THE INPUT:
*** Block opens ***

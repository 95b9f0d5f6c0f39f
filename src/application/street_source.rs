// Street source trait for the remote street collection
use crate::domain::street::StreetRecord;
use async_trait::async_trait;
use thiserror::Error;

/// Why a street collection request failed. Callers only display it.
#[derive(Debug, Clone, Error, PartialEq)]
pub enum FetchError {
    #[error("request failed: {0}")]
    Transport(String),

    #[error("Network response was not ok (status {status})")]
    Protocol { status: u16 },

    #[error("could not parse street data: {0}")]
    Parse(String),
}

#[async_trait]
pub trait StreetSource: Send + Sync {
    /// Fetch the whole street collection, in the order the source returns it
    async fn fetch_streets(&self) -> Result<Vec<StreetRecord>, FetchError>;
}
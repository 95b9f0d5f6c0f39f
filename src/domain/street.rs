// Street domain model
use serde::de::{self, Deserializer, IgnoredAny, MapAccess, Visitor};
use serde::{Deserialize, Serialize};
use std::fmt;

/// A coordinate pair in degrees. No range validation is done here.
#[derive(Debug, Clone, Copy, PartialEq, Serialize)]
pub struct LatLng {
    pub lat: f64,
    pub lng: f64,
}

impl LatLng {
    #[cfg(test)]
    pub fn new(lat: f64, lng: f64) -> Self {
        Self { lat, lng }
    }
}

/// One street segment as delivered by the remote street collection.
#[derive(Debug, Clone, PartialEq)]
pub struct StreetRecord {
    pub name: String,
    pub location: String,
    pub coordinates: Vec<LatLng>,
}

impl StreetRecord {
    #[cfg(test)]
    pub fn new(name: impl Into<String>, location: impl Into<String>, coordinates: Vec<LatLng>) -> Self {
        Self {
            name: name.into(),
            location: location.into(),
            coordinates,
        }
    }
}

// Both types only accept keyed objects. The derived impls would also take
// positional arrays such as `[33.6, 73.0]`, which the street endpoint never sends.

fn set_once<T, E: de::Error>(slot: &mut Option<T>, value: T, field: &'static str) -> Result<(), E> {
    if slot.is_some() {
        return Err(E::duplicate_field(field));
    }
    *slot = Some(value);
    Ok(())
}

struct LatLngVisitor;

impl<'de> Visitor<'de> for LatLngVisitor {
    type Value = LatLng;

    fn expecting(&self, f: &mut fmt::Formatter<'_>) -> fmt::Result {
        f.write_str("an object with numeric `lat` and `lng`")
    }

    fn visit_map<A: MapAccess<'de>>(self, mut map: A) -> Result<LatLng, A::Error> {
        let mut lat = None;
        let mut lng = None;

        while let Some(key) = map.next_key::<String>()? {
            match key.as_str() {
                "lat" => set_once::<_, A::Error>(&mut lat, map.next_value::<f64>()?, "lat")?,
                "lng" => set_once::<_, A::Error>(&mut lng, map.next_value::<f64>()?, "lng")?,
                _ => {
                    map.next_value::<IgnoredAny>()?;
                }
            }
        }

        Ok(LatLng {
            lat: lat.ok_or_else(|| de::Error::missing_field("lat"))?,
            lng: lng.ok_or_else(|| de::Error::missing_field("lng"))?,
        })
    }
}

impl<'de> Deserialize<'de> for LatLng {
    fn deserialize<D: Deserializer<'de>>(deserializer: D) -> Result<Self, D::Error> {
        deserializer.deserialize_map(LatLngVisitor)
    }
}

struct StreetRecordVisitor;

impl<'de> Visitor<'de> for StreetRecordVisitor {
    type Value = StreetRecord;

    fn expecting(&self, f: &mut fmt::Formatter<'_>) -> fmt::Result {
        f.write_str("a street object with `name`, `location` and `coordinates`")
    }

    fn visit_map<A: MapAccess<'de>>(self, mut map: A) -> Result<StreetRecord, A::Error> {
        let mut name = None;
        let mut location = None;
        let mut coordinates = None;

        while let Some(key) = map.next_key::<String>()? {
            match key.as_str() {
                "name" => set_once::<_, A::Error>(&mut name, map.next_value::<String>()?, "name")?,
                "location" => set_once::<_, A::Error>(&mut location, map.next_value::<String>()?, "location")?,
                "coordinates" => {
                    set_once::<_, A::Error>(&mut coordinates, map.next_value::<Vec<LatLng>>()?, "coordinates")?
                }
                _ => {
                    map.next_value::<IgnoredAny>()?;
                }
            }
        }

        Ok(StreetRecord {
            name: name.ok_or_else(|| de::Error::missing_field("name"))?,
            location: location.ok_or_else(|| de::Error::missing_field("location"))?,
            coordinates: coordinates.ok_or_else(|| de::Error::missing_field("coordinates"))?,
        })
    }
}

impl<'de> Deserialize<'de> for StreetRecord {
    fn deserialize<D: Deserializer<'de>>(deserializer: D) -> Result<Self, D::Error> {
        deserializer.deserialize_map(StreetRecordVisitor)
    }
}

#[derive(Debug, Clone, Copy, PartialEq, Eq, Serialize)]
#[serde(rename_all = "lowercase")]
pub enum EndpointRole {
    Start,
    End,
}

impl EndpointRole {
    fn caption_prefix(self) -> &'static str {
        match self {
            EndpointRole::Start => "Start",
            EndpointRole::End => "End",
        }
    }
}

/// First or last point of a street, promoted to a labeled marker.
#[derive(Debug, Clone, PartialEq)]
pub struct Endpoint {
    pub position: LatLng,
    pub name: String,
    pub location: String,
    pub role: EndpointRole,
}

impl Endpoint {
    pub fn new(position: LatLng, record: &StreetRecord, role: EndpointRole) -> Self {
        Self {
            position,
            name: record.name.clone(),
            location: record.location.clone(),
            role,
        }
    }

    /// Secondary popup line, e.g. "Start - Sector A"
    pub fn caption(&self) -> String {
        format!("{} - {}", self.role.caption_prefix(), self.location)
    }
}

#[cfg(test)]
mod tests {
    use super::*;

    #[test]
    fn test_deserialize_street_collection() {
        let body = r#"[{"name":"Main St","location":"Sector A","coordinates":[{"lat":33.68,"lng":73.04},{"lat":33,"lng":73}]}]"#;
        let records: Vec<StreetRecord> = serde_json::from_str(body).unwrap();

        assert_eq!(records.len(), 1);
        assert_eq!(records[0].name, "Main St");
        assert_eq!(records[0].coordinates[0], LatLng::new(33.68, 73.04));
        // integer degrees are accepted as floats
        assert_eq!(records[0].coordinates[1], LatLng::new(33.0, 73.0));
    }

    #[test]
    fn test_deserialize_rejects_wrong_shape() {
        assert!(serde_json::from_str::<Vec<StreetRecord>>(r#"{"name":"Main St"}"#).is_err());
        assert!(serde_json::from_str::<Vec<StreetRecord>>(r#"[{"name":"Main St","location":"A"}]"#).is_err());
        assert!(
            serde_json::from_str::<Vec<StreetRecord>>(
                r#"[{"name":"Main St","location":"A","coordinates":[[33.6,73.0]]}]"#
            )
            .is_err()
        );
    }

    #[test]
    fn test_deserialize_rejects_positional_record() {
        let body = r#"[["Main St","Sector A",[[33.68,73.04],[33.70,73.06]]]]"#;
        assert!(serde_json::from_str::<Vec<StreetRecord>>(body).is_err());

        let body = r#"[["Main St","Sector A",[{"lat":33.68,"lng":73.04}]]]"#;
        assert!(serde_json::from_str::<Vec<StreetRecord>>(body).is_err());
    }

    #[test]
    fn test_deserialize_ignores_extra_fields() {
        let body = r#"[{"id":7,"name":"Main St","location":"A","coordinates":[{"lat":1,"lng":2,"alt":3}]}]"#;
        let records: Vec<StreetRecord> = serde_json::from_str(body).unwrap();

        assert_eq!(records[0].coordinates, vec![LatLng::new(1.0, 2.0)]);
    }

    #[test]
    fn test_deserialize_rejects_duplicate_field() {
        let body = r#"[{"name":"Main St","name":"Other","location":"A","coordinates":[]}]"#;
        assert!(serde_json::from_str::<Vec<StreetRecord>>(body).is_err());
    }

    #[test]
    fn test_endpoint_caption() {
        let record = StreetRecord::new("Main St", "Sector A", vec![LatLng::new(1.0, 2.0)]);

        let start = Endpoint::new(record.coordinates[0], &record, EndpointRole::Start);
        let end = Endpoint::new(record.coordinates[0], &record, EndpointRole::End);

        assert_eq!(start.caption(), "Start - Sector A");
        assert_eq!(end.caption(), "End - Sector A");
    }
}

*** Block closes ***

YOUR OBJECTIVE: From the first line of the listing above to the line that contains "#[derive(Debug, Clone, Error, PartialEq)]", inclusive, restate every line word for word. Nothing else belongs in the answer.

RESPONSE:
repository 95b9f0d5f6c0f39f
filename src/application/street_source.rs
// Street source trait for the remote street collection
use crate::domain::street::StreetRecord;
use async_trait::async_trait;
use thiserror::Error;

/// Why a street collection request failed. Callers only display it.
#[derive(Debug, Clone, Error, PartialEq)]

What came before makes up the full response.